**Task requirements:**
Below are the records. Retype exactly the lines between the lines holding "impl fmt::Display for" and "has a non-finite", inclusive.

**Data records:**
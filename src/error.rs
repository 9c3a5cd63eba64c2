// SPDX-FileCopyrightText: 2026 Bruno Meilick
// SPDX-License-Identifier: LicenseRef-Anchorroute-FreeUse-NoCopy-NoDerivatives
//
// All rights reserved.
//
// This file is part of Anchorroute and is proprietary software.
// Unauthorized copying, modification, or distribution is prohibited.

//! Error types for routing.
//!
//! A blocked direct/elbow attempt is not an error (it only triggers the grid search), so
//! the taxonomy here covers rejected inputs and failed searches.

use std::fmt;

use thiserror::Error;

use crate::geometry::Point;

/// Rejected [`RouterConfig`](crate::config::RouterConfig) values.
#[derive(Error, Debug, Clone, PartialEq)]
pub enum ConfigError {
    #[error("step size must be a positive finite number, got {value}")]
    NonPositiveStepSize { value: f64 },

    #[error("{field} must be a non-negative finite number, got {value}")]
    NegativeLength { field: &'static str, value: f64 },

    #[error("max_expansions must be at least 1")]
    ZeroExpansionBudget,
}

/// Why a grid search hop produced no route.
#[derive(Error, Debug, Clone, PartialEq)]
pub enum SearchError {
    /// Every reachable lattice point was explored without reaching the goal.
    #[error("search frontier exhausted after {expansions} expansions")]
    Exhausted { expansions: usize },

    #[error("search budget of {limit} expansions exceeded")]
    BudgetExceeded { limit: usize },

    /// A compacted or goal-snapped segment failed the final clearance check.
    #[error("routed segment {from} -> {to} touches an obstacle")]
    ClearanceViolation { from: Point, to: Point },
}

#[derive(Debug, Clone, Copy, PartialEq, Eq)]
pub enum EndpointRole {
    Start,
    End,
}

impl fmt::Display for EndpointRole {
    fn fmt(&self, f: &mut fmt::Formatter<'_>) -> fmt::Result {
        match self {
            Self::Start => f.write_str("start"),
            Self::End => f.write_str("end"),
        }
    }
}

#[derive(Error, Debug, Clone, PartialEq)]
pub enum RouteError {
    #[error("invalid router configuration: {0}")]
    Config(#[from] ConfigError),

    #[error("invalid {role} endpoint: {reason}")]
    InvalidEndpoint { role: EndpointRole, reason: &'static str },

    #[error("waypoint {index} has a non-finite coordinate")]
    InvalidWaypoint { index: usize },

    /// Hop `hop` (0-based, lead-in point to first target) could not be routed.
    #[error("hop {hop} from {from} to {to} failed: {source}")]
    Hop {
        hop: usize,
        from: Point,
        to: Point,
        #[source]
        source: SearchError,
    },
}

impl RouteError {
    /// The underlying search failure, if this error came from a failed hop.
    pub fn search_error(&self) -> Option<&SearchError> {
        match self {
            Self::Hop { source, .. } => Some(source),
            _ => None,
        }
    }
}

pub type Result<T, E = RouteError> = std::result::Result<T, E>;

**Response area:**
impl fmt::Display for EndpointRole {
    fn fmt(&self, f: &mut fmt::Formatter<'_>) -> fmt::Result {
        match self {
            Self::Start => f.write_str("start"),
            Self::End => f.write_str("end"),
        }
    }
}

#[derive(Error, Debug, Clone, PartialEq)]
pub enum RouteError {
    #[error("invalid router configuration: {0}")]
    Config(#[from] ConfigError),

    #[error("invalid {role} endpoint: {reason}")]
    InvalidEndpoint { role: EndpointRole, reason: &'static str },

    #[error("waypoint {index} has a non-finite coordinate")]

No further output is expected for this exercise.